Forgotten Books: Passion Flower Hotel by Rosalind Erskine

Published by Pan Books - 1962.
Sarah Callender is a bright but naive 15 year old, who attends Bryant House Boarding School, and has just finished reading a book on the sociology of prostitution.
Having read about this her mind turns to the needs of the local boys' school. Sarah and her four friends form a syndicate to investigate the possibility of selling their services to the boys.
They convert the area beneath the school stage into their 'bordello' and advertise their wares under three categories - Vision Only; Touch and Nothing Barred.
Thus, the scene for The Passion Flower Hotel is set.
It doesn't happen without problems. Demands for certain types of girls means that Sarah and her syndicate have to expand by roping in other girls into their secret world. Eventually, things get out of hand and discovery looms.
Through it all Sarah, being the brains, manages to remain aloof which makes the others suspicious.
This is a wonderful well-written rites of passage book and the writing is witty, clever and very observant.
The look into the mind of a fifteen year old girl was so striking that many believed (and the book was marketed this way) that Rosalind Erskine was a young schoolgirl herself. That is believable for it was so modern and up to date that it did seem impossible for anyone older to have got into that sort of mindset.
Some years later it was revealed that the author was not only twice the age but, also, a man.
His name was Roger Erskine Longrigg (1929 -2000).
There were two sequals: Passion Flowers In Italy and Passion Flowers In Business - but the first book is the best in this trilogy.
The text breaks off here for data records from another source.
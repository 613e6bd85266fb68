//! Newtype IDs for type-safe entity references.
//!
//! Identifiers in Comanda are opaque strings handed out by whichever store
//! owns the record: the document store generates order ids, the auth
//! provider generates user ids, and local mode uses millisecond timestamps.
//! Use the `define_id!` macro to keep them from being mixed up.

/// Macro to define a type-safe string ID wrapper.
///
/// Creates a newtype wrapper around `String` with:
/// - `Serialize`/`Deserialize` with `#[serde(transparent)]`
/// - `Debug`, `Clone`, `PartialEq`, `Eq`, `Hash`, `PartialOrd`, `Ord`
/// - Conversion methods: `new()`, `as_str()`, `into_inner()`
/// - `From<String>`, `From<&str>` and `Display` implementations
///
/// # Example
///
/// ```rust
/// # use comanda_core::define_id;
/// define_id!(TableId);
/// define_id!(TicketId);
///
/// let table = TableId::new("5");
/// let ticket = TicketId::from("1718000000000");
///
/// assert_eq!(table.as_str(), "5");
/// // These are different types, so this won't compile:
/// // let _: TableId = ticket;
/// ```
#[macro_export]
macro_rules! define_id {
    ($name:ident) => {
        #[derive(
            Debug,
            Clone,
            PartialEq,
            Eq,
            Hash,
            PartialOrd,
            Ord,
            ::serde::Serialize,
            ::serde::Deserialize
        )]
        #[serde(transparent)]
        pub struct $name(String);

        impl $name {
            /// Create a new ID from any string-like value.
            #[must_use]
            pub fn new(id: impl Into<String>) -> Self {
                Self(id.into())
            }

            /// Get the underlying string.
            #[must_use]
            pub fn as_str(&self) -> &str {
                &self.0
            }

            /// Consume the ID and return the inner string.
            #[must_use]
            pub fn into_inner(self) -> String {
                self.0
            }
        }

        impl ::core::fmt::Display for $name {
            fn fmt(&self, f: &mut ::core::fmt::Formatter<'_>) -> ::core::fmt::Result {
                f.write_str(&self.0)
            }
        }

        impl From<String> for $name {
            fn from(id: String) -> Self {
                Self(id)
            }
        }

        impl From<&str> for $name {
            fn from(id: &str) -> Self {
                Self(id.to_owned())
            }
        }

        impl AsRef<str> for $name {
            fn as_ref(&self) -> &str {
                &self.0
            }
        }
    };
}

define_id!(OrderId);
define_id!(UserId);
//! Order sync over the local store.
//!
//! Runs without network access: every test builds its own `LocalOrders`
//! over a fresh memory or temp-dir store.

#![allow(clippy::unwrap_used, clippy::indexing_slicing)]

use std::sync::{Arc, Mutex};

use comanda_core::{NewOrder, OrderId, OrderStatus};
use comanda_integration_tests::{FailingStore, Recorder, TempDir};
use comanda_server::routes::orders::{PlaceOrderRequest, build_order};
use comanda_server::storage::{FileStore, KeyValueStore, MemoryStore, ORDERS_KEY, SharedStore};
use comanda_server::sync::{LocalOrders, OrderSync, SyncError};

fn local(store: SharedStore) -> OrderSync {
    OrderSync::Local(LocalOrders::new(store))
}

fn new_order(items: &[&str]) -> NewOrder {
    NewOrder::new("Cliente", items.iter().map(|i| (*i).to_owned()).collect())
}

// ============================================================================
// Subscription
// ============================================================================

#[tokio::test]
async fn test_listener_sees_every_add() {
    let orders = local(Arc::new(MemoryStore::new()));
    let recorder = Recorder::new();
    let _sub = orders.subscribe(recorder.listener());

    for n in 0..5 {
        orders.add(new_order(&["Arroz"])).await.unwrap();
        assert_eq!(recorder.last().unwrap().len(), n + 1);
    }

    // Initial delivery plus one per add
    assert_eq!(recorder.count(), 6);
}

#[tokio::test]
async fn test_listeners_notified_in_registration_order() {
    let orders = local(Arc::new(MemoryStore::new()));
    let calls = Arc::new(Mutex::new(Vec::new()));

    let first = {
        let calls = Arc::clone(&calls);
        orders.subscribe(move |_| calls.lock().unwrap().push("first"))
    };
    let second = {
        let calls = Arc::clone(&calls);
        orders.subscribe(move |_| calls.lock().unwrap().push("second"))
    };
    calls.lock().unwrap().clear();

    orders.add(new_order(&["Feijão"])).await.unwrap();
    assert_eq!(*calls.lock().unwrap(), vec!["first", "second"]);

    drop(first);
    drop(second);
}

#[tokio::test]
async fn test_unsubscribe_stops_delivery() {
    let orders = local(Arc::new(MemoryStore::new()));
    let recorder = Recorder::new();
    let sub = orders.subscribe(recorder.listener());

    orders.add(new_order(&["Arroz"])).await.unwrap();
    assert_eq!(recorder.count(), 2);

    sub.unsubscribe();
    orders.add(new_order(&["Feijão"])).await.unwrap();
    assert_eq!(recorder.count(), 2);
}

// ============================================================================
// Status updates
// ============================================================================

#[tokio::test]
async fn test_status_update_visible_to_new_subscriber() {
    let orders = local(Arc::new(MemoryStore::new()));
    let order = orders.add(new_order(&["Arroz"])).await.unwrap();

    orders
        .update_status(&order.id, OrderStatus::Preparing)
        .await
        .unwrap();

    let recorder = Recorder::new();
    let _sub = orders.subscribe(recorder.listener());
    let snapshot = recorder.last().unwrap();
    assert_eq!(snapshot.len(), 1);
    assert_eq!(snapshot[0].status, OrderStatus::Preparing);
}

#[tokio::test]
async fn test_status_update_unknown_id_leaves_collection() {
    let orders = local(Arc::new(MemoryStore::new()));
    orders.add(new_order(&["Arroz"])).await.unwrap();
    let before = orders.snapshot().await.unwrap();

    let recorder = Recorder::new();
    let _sub = orders.subscribe(recorder.listener());
    orders
        .update_status(&OrderId::new("does-not-exist"), OrderStatus::Completed)
        .await
        .unwrap();

    // Listeners still fire, with the unchanged collection
    assert_eq!(recorder.count(), 2);
    assert_eq!(recorder.last().unwrap(), before);
}

#[tokio::test]
async fn test_status_can_move_backwards() {
    let orders = local(Arc::new(MemoryStore::new()));
    let order = orders.add(new_order(&["Arroz"])).await.unwrap();

    for status in [
        OrderStatus::Preparing,
        OrderStatus::Completed,
        OrderStatus::Preparing,
    ] {
        orders.update_status(&order.id, status).await.unwrap();
        let snapshot = orders.snapshot().await.unwrap();
        assert_eq!(snapshot[0].status, status);
    }
}

// ============================================================================
// Persistence
// ============================================================================

#[tokio::test]
async fn test_collection_survives_reload() {
    let dir = TempDir::new();
    let placed = {
        let orders = local(Arc::new(FileStore::new(dir.path())));
        let first = orders.add(new_order(&["Arroz"])).await.unwrap();
        let second = orders.add(new_order(&["Feijão", "Feijão"])).await.unwrap();
        vec![second, first]
    };

    // Fresh context over the same directory, as after a restart
    let orders = local(Arc::new(FileStore::new(dir.path())));
    let reloaded = orders.snapshot().await.unwrap();

    assert_eq!(reloaded, placed);
    assert_eq!(reloaded[0].timestamp, placed[0].timestamp);
    assert_eq!(reloaded[0].items, vec!["Feijão", "Feijão"]);
}

#[tokio::test]
async fn test_corrupt_blob_yields_empty_collection() {
    let store = Arc::new(MemoryStore::new());
    store.set(ORDERS_KEY, "{not json").unwrap();

    let orders = local(store);
    let recorder = Recorder::new();
    let _sub = orders.subscribe(recorder.listener());

    assert_eq!(recorder.last().unwrap(), Vec::new());
}

#[tokio::test]
async fn test_undecodable_file_yields_empty_collection() {
    let dir = TempDir::new();
    let orders = local(Arc::new(FileStore::new(dir.path())));
    orders.add(new_order(&["Arroz"])).await.unwrap();

    std::fs::write(dir.path().join("orders.json"), b"\xff\xfe\x00garbage").unwrap();

    assert!(orders.snapshot().await.unwrap().is_empty());
}

#[tokio::test]
async fn test_failed_write_is_reported_and_not_applied() {
    let store = Arc::new(FailingStore::new());
    let orders = local(store.clone());
    orders.add(new_order(&["Arroz"])).await.unwrap();

    store.fail_writes(true);
    let result = orders.add(new_order(&["Feijão"])).await;
    assert!(matches!(result, Err(SyncError::Storage(_))));
    assert_eq!(orders.snapshot().await.unwrap().len(), 1);
}

// ============================================================================
// Ids
// ============================================================================

#[tokio::test]
async fn test_ids_unique_within_same_millisecond() {
    let orders = local(Arc::new(MemoryStore::new()));
    let mut ids = Vec::new();
    for _ in 0..50 {
        ids.push(orders.add(new_order(&["Arroz"])).await.unwrap().id);
    }

    let numeric: Vec<i64> = ids.iter().map(|id| id.as_str().parse().unwrap()).collect();
    assert!(numeric.windows(2).all(|w| w[0] < w[1]));
}

// ============================================================================
// Scenarios
// ============================================================================

#[tokio::test]
async fn test_place_order_for_table() {
    let orders = local(Arc::new(MemoryStore::new()));
    let request = PlaceOrderRequest {
        items: vec!["Arroz".into(), "Feijão".into()],
        table_name: Some("5".into()),
        ..PlaceOrderRequest::default()
    };

    let order = orders.add(build_order(request, None).unwrap()).await.unwrap();

    let snapshot = orders.snapshot().await.unwrap();
    assert_eq!(snapshot.len(), 1);
    assert!(!order.id.as_str().is_empty());
    assert_eq!(snapshot[0].status, OrderStatus::Pending);
    assert_eq!(snapshot[0].table_name.as_deref(), Some("5"));
    assert_eq!(snapshot[0].items, vec!["Arroz", "Feijão"]);
    assert_eq!(snapshot[0].customer_name, "Cliente");
}

#[tokio::test]
async fn test_stream_yields_snapshots() {
    use futures::StreamExt;

    let orders = local(Arc::new(MemoryStore::new()));
    let mut stream = Box::pin(orders.stream());

    assert_eq!(stream.next().await.unwrap().len(), 0);
    orders.add(new_order(&["Arroz"])).await.unwrap();
    assert_eq!(stream.next().await.unwrap().len(), 1);
}
//! Error type shared by the scene core and the browser backend.

use wasm_bindgen::JsValue;

#[derive(Debug, thiserror::Error)]
pub enum SceneError {
    #[error("no window")]
    NoWindow,
    #[error("no document")]
    NoDocument,
    #[error("canvas element unavailable: {0}")]
    Canvas(String),
    #[error("2d context unavailable")]
    NoContext,
    #[error("failed to schedule spawn timer: {0}")]
    Timer(String),
    #[error("failed to install {event} listener: {reason}")]
    Listener { event: &'static str, reason: String },
    #[cfg(feature = "serde_json")]
    #[error("invalid scene config: {0}")]
    Config(#[from] serde_json::Error),
}

impl From<SceneError> for JsValue {
    fn from(err: SceneError) -> Self {
        JsValue::from_str(&err.to_string())
    }
}
//! Drawing-surface seam between the scene core and whatever paints pixels.
//!
//! The surface keeps a retained list of attached shapes keyed by [`ShapeId`];
//! shapes never own the surface, they are handed a `&mut dyn Surface` for the
//! duration of a call.

use std::collections::HashMap;

use glam::DVec2;

use crate::shape::{Color, Geometry, ShapeId};

pub trait Surface {
    /// Visible width in px.
    fn width(&self) -> f64;
    /// Visible height in px.
    fn height(&self) -> f64;
    /// Add a child. Attaching an id twice replaces the earlier entry.
    fn attach(&mut self, id: ShapeId, geometry: &Geometry, fill: Color, position: DVec2);
    fn set_position(&mut self, id: ShapeId, position: DVec2);
    /// Remove a child. Unknown ids are ignored.
    fn detach(&mut self, id: ShapeId);
}

#[derive(Clone, Debug, PartialEq)]
pub struct SurfaceNode {
    pub geometry: Geometry,
    pub fill: Color,
    pub position: DVec2,
}

/// In-memory surface with no rendering. Used for host-side runs and tests.
#[derive(Debug, Default)]
pub struct HeadlessSurface {
    width: f64,
    height: f64,
    nodes: HashMap<ShapeId, SurfaceNode>,
    attach_calls: usize,
}

impl HeadlessSurface {
    pub fn new(width: f64, height: f64) -> Self {
        Self {
            width,
            height,
            ..Default::default()
        }
    }

    pub fn resize(&mut self, width: f64, height: f64) {
        self.width = width;
        self.height = height;
    }

    pub fn node(&self, id: ShapeId) -> Option<&SurfaceNode> {
        self.nodes.get(&id)
    }

    pub fn is_attached(&self, id: ShapeId) -> bool {
        self.nodes.contains_key(&id)
    }

    pub fn attached_count(&self) -> usize {
        self.nodes.len()
    }

    /// Total number of `attach` calls over the surface's lifetime.
    pub fn attach_calls(&self) -> usize {
        self.attach_calls
    }
}

impl Surface for HeadlessSurface {
    fn width(&self) -> f64 {
        self.width
    }

    fn height(&self) -> f64 {
        self.height
    }

    fn attach(&mut self, id: ShapeId, geometry: &Geometry, fill: Color, position: DVec2) {
        self.attach_calls += 1;
        self.nodes.insert(
            id,
            SurfaceNode {
                geometry: geometry.clone(),
                fill,
                position,
            },
        );
    }

    fn set_position(&mut self, id: ShapeId, position: DVec2) {
        if let Some(node) = self.nodes.get_mut(&id) {
            node.position = position;
        }
    }

    fn detach(&mut self, id: ShapeId) {
        self.nodes.remove(&id);
    }
}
pattinase (abbott) said...

What a terrific find. Thanks for bringing it to light.

Scott D. Parker said...

Interesting story, especially in light of the pregnancy pact a few girls made last year. I wonder if, in 1962, this book was scandalous?

David Cranmer said...

The sign of a great writer, for sure, that he could convince readers he was a teen age girl. Your post sent my fingers a searching and I found this informative obit on Longrigg.

Ray said...

Scott - not as much as it would were it published today. The theme of 15 year olds and sex would not be as acceptable.
In the sixties authors were trying to push the boundaries in various directions.

David - great link

Barrie said...

I have to read this book.

Gary Dobbs/Jack Martin said...

Yeah the book would make a bigger fuss if published today. It sounds like an interesting example of the various exploitation pulps that were around back in the day.